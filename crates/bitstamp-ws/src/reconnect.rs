//! Reconnection configuration with exponential backoff
//!
//! Transport-level drops are retried here. A server-requested reconnect is
//! a separate, explicit cycle handled by the multiplexer.

use std::time::Duration;

/// Default connect timeout per attempt
pub const DEFAULT_CONNECT_TIMEOUT: Duration = Duration::from_millis(1000);

/// Default number of consecutive failed attempts before giving up
pub const DEFAULT_MAX_ATTEMPTS: u32 = 10;

/// Configuration for automatic reconnection with exponential backoff
#[derive(Debug, Clone)]
pub struct ReconnectConfig {
    /// Initial delay before first reconnection attempt
    pub initial_delay: Duration,
    /// Maximum delay between reconnection attempts
    pub max_delay: Duration,
    /// Multiplier for exponential backoff
    pub multiplier: f64,
    /// Random jitter factor (0.0 to 1.0)
    pub jitter: f64,
    /// Maximum number of consecutive failed attempts (None = unlimited)
    pub max_attempts: Option<u32>,
}

impl Default for ReconnectConfig {
    fn default() -> Self {
        Self {
            initial_delay: Duration::from_secs(1),
            max_delay: Duration::from_secs(10),
            multiplier: 1.3,
            jitter: 0.2,
            max_attempts: Some(DEFAULT_MAX_ATTEMPTS),
        }
    }
}

impl ReconnectConfig {
    /// Create a new config with default values
    pub fn new() -> Self {
        Self::default()
    }

    /// Set initial delay
    pub fn with_initial_delay(mut self, delay: Duration) -> Self {
        self.initial_delay = delay;
        self
    }

    /// Set maximum delay
    pub fn with_max_delay(mut self, delay: Duration) -> Self {
        self.max_delay = delay;
        self
    }

    /// Set backoff multiplier
    pub fn with_multiplier(mut self, multiplier: f64) -> Self {
        self.multiplier = multiplier;
        self
    }

    /// Set jitter factor
    pub fn with_jitter(mut self, jitter: f64) -> Self {
        self.jitter = jitter.clamp(0.0, 1.0);
        self
    }

    /// Set maximum attempts
    pub fn with_max_attempts(mut self, max: u32) -> Self {
        self.max_attempts = Some(max);
        self
    }

    /// Retry forever
    pub fn unlimited(mut self) -> Self {
        self.max_attempts = None;
        self
    }

    /// Calculate delay for a given attempt number (1-indexed)
    pub fn delay_for_attempt(&self, attempt: u32) -> Duration {
        if attempt == 0 {
            return self.initial_delay;
        }

        let exponent = attempt.saturating_sub(1) as i32;
        let delay_ms = self.initial_delay.as_millis() as f64 * self.multiplier.powi(exponent);
        let delay = Duration::from_millis(delay_ms as u64);

        std::cmp::min(delay, self.max_delay)
    }

    /// Apply jitter to a base delay
    pub fn apply_jitter(&self, base: Duration) -> Duration {
        if self.jitter == 0.0 {
            return base;
        }

        let jitter_range = base.as_millis() as f64 * self.jitter;
        let jitter = rand::random::<f64>() * 2.0 * jitter_range - jitter_range;
        let adjusted_ms = (base.as_millis() as f64 + jitter).max(0.0) as u64;

        Duration::from_millis(adjusted_ms)
    }

    /// Get delay with jitter applied for a given attempt
    pub fn delay_with_jitter(&self, attempt: u32) -> Duration {
        self.apply_jitter(self.delay_for_attempt(attempt))
    }

    /// Check if another attempt is allowed after `attempt` failures
    pub fn should_reconnect(&self, attempt: u32) -> bool {
        match self.max_attempts {
            Some(max) => attempt < max,
            None => true,
        }
    }
}
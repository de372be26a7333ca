//! Error types for authentication operations

/// Errors that can occur while building signed requests
#[derive(Debug, thiserror::Error)]
pub enum AuthError {
    /// Invalid API credentials
    #[error("Invalid credentials: {0}")]
    InvalidCredentials(String),

    /// Environment variable not set
    #[error("Environment variable not set: {0}")]
    EnvVarNotSet(String),

    /// Request parameters were not a flat key/value mapping
    #[error("Request body must be a key/value object, got {0}")]
    NotAMapping(String),

    /// Failed to URL-encode the request body
    #[error("Failed to encode request body: {0}")]
    Encode(String),
}

/// Result type for authentication operations
pub type AuthResult<T> = Result<T, AuthError>;
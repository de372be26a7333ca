//! WebSocket transport abstraction
//!
//! The multiplexer drives a [`Transport`] rather than a socket directly, so
//! its routing and reconnect logic can be exercised without a network.
//!
//! # Example
//!
//! ```no_run
//! use bitstamp_ws::transport::{Transport, WsTransport, TransportError};
//!
//! async fn example() -> Result<(), TransportError> {
//!     let mut transport = WsTransport::new("wss://ws.bitstamp.net");
//!     transport.connect().await?;
//!     transport
//!         .send(r#"{"event":"bts:subscribe","data":{"channel":"live_trades_btcusd"}}"#)
//!         .await?;
//!     if let Some(frame) = transport.recv().await? {
//!         println!("Received: {}", frame);
//!     }
//!     Ok(())
//! }
//! ```

use async_trait::async_trait;
use futures_util::{SinkExt, StreamExt};
use std::time::Duration;
use thiserror::Error;
use tokio::net::TcpStream;
use tokio::time::timeout;
use tokio_tungstenite::{connect_async, tungstenite::Message, MaybeTlsStream, WebSocketStream};
use tracing::{debug, instrument};

/// Transport layer errors
#[derive(Error, Debug)]
pub enum TransportError {
    /// Connection failed
    #[error("connection failed: {0}")]
    ConnectionFailed(String),

    /// Connection closed
    #[error("connection closed")]
    ConnectionClosed,

    /// Send failed
    #[error("send failed: {0}")]
    SendFailed(String),

    /// Receive failed
    #[error("receive failed: {0}")]
    ReceiveFailed(String),

    /// Connection timeout
    #[error("connection timeout after {0:?}")]
    Timeout(Duration),

    /// Not connected
    #[error("not connected")]
    NotConnected,

    /// Protocol error
    #[error("protocol error: {0}")]
    Protocol(String),
}

/// Trait for WebSocket transport abstraction
#[async_trait]
pub trait Transport: Send + Sync {
    /// Connect to the WebSocket endpoint
    async fn connect(&mut self) -> Result<(), TransportError>;

    /// Send a text message
    async fn send(&mut self, message: &str) -> Result<(), TransportError>;

    /// Receive a text message
    ///
    /// Returns `None` if the connection was closed gracefully.
    async fn recv(&mut self) -> Result<Option<String>, TransportError>;

    /// Close the connection gracefully
    async fn close(&mut self) -> Result<(), TransportError>;

    /// Check if currently connected
    fn is_connected(&self) -> bool;

    /// Get the endpoint URL
    fn endpoint(&self) -> &str;
}

/// Real WebSocket transport using tokio-tungstenite
pub struct WsTransport {
    url: String,
    stream: Option<WebSocketStream<MaybeTlsStream<TcpStream>>>,
    connect_timeout: Duration,
}

impl WsTransport {
    /// Create a new WebSocket transport
    pub fn new(url: impl Into<String>) -> Self {
        Self {
            url: url.into(),
            stream: None,
            connect_timeout: Duration::from_secs(10),
        }
    }

    /// Set connection timeout
    pub fn with_timeout(mut self, timeout: Duration) -> Self {
        self.connect_timeout = timeout;
        self
    }
}

#[async_trait]
impl Transport for WsTransport {
    #[instrument(skip(self), fields(url = %self.url))]
    async fn connect(&mut self) -> Result<(), TransportError> {
        debug!("Connecting to WebSocket");

        let (ws_stream, _response) = timeout(self.connect_timeout, connect_async(&self.url))
            .await
            .map_err(|_| TransportError::Timeout(self.connect_timeout))?
            .map_err(|e| TransportError::ConnectionFailed(e.to_string()))?;

        self.stream = Some(ws_stream);
        debug!("WebSocket connected");
        Ok(())
    }

    #[instrument(skip(self, message), fields(len = message.len()))]
    async fn send(&mut self, message: &str) -> Result<(), TransportError> {
        let stream = self.stream.as_mut().ok_or(TransportError::NotConnected)?;

        stream
            .send(Message::Text(message.to_string()))
            .await
            .map_err(|e| TransportError::SendFailed(e.to_string()))?;

        Ok(())
    }

    async fn recv(&mut self) -> Result<Option<String>, TransportError> {
        loop {
            let stream = self.stream.as_mut().ok_or(TransportError::NotConnected)?;

            match stream.next().await {
                Some(Ok(Message::Text(text))) => return Ok(Some(text)),
                Some(Ok(Message::Binary(data))) => {
                    return String::from_utf8(data)
                        .map(Some)
                        .map_err(|e| TransportError::Protocol(e.to_string()));
                }
                Some(Ok(Message::Close(_))) => {
                    self.stream = None;
                    return Ok(None);
                }
                // tungstenite answers pings itself; raw frames never surface on reads
                Some(Ok(Message::Ping(_) | Message::Pong(_) | Message::Frame(_))) => continue,
                Some(Err(e)) => return Err(TransportError::ReceiveFailed(e.to_string())),
                None => {
                    self.stream = None;
                    return Err(TransportError::ConnectionClosed);
                }
            }
        }
    }

    #[instrument(skip(self))]
    async fn close(&mut self) -> Result<(), TransportError> {
        if let Some(mut stream) = self.stream.take() {
            stream
                .close(None)
                .await
                .map_err(|e| TransportError::SendFailed(e.to_string()))?;
        }
        Ok(())
    }

    fn is_connected(&self) -> bool {
        self.stream.is_some()
    }

    fn endpoint(&self) -> &str {
        &self.url
    }
}

#[cfg(any(test, feature = "test-utils"))]
#[derive(Debug, Default)]
struct MockState {
    connected: bool,
    responses: std::collections::VecDeque<Result<Option<String>, TransportError>>,
    sent_messages: Vec<String>,
    connects: u32,
    fail_connects: u32,
    fail_send: bool,
}

/// Mock transport for testing
///
/// Clones share state, so a test can keep one handle while the multiplexer
/// drives another. `recv` waits until a response is pushed.
#[cfg(any(test, feature = "test-utils"))]
#[derive(Debug, Clone)]
pub struct MockTransport {
    url: String,
    state: std::sync::Arc<parking_lot::Mutex<MockState>>,
    notify: std::sync::Arc<tokio::sync::Notify>,
}

#[cfg(any(test, feature = "test-utils"))]
impl MockTransport {
    /// Create a new mock transport
    pub fn new(url: impl Into<String>) -> Self {
        Self {
            url: url.into(),
            state: Default::default(),
            notify: Default::default(),
        }
    }

    fn push(&self, item: Result<Option<String>, TransportError>) {
        self.state.lock().responses.push_back(item);
        self.notify.notify_one();
    }

    /// Add a response to be returned on recv()
    pub fn push_response(&self, msg: impl Into<String>) {
        self.push(Ok(Some(msg.into())));
    }

    /// Add multiple responses
    pub fn push_responses(&self, msgs: impl IntoIterator<Item = impl Into<String>>) {
        for msg in msgs {
            self.push_response(msg);
        }
    }

    /// Simulate a close
    pub fn push_close(&self) {
        self.push(Ok(None));
    }

    /// Simulate a receive error
    pub fn push_error(&self, error: TransportError) {
        self.push(Err(error));
    }

    /// Fail the next `count` connection attempts
    pub fn fail_connects(&self, count: u32) {
        self.state.lock().fail_connects = count;
    }

    /// Simulate send failure
    pub fn set_fail_send(&self, fail: bool) {
        self.state.lock().fail_send = fail;
    }

    /// Messages sent so far
    pub fn sent_messages(&self) -> Vec<String> {
        self.state.lock().sent_messages.clone()
    }

    /// Take sent messages
    pub fn take_sent(&self) -> Vec<String> {
        std::mem::take(&mut self.state.lock().sent_messages)
    }

    /// Number of connection attempts so far
    pub fn connect_count(&self) -> u32 {
        self.state.lock().connects
    }
}

#[cfg(any(test, feature = "test-utils"))]
#[async_trait]
impl Transport for MockTransport {
    async fn connect(&mut self) -> Result<(), TransportError> {
        let mut state = self.state.lock();
        state.connects += 1;
        if state.fail_connects > 0 {
            state.fail_connects -= 1;
            return Err(TransportError::ConnectionFailed("mock connection failure".into()));
        }
        state.connected = true;
        Ok(())
    }

    async fn send(&mut self, message: &str) -> Result<(), TransportError> {
        let mut state = self.state.lock();
        if !state.connected {
            return Err(TransportError::NotConnected);
        }
        if state.fail_send {
            return Err(TransportError::SendFailed("mock send failure".into()));
        }
        state.sent_messages.push(message.to_string());
        Ok(())
    }

    async fn recv(&mut self) -> Result<Option<String>, TransportError> {
        loop {
            {
                let mut state = self.state.lock();
                if !state.connected {
                    return Err(TransportError::NotConnected);
                }
                if let Some(item) = state.responses.pop_front() {
                    if matches!(item, Ok(None)) {
                        state.connected = false;
                    }
                    return item;
                }
            }
            self.notify.notified().await;
        }
    }

    async fn close(&mut self) -> Result<(), TransportError> {
        self.state.lock().connected = false;
        Ok(())
    }

    fn is_connected(&self) -> bool {
        self.state.lock().connected
    }

    fn endpoint(&self) -> &str {
        &self.url
    }
}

:::::

- [What is being asked] Select every line of the records holding the string "MockState".

- [Answer space]
struct MockState {
    state: std::sync::Arc<parking_lot::Mutex<MockState>>,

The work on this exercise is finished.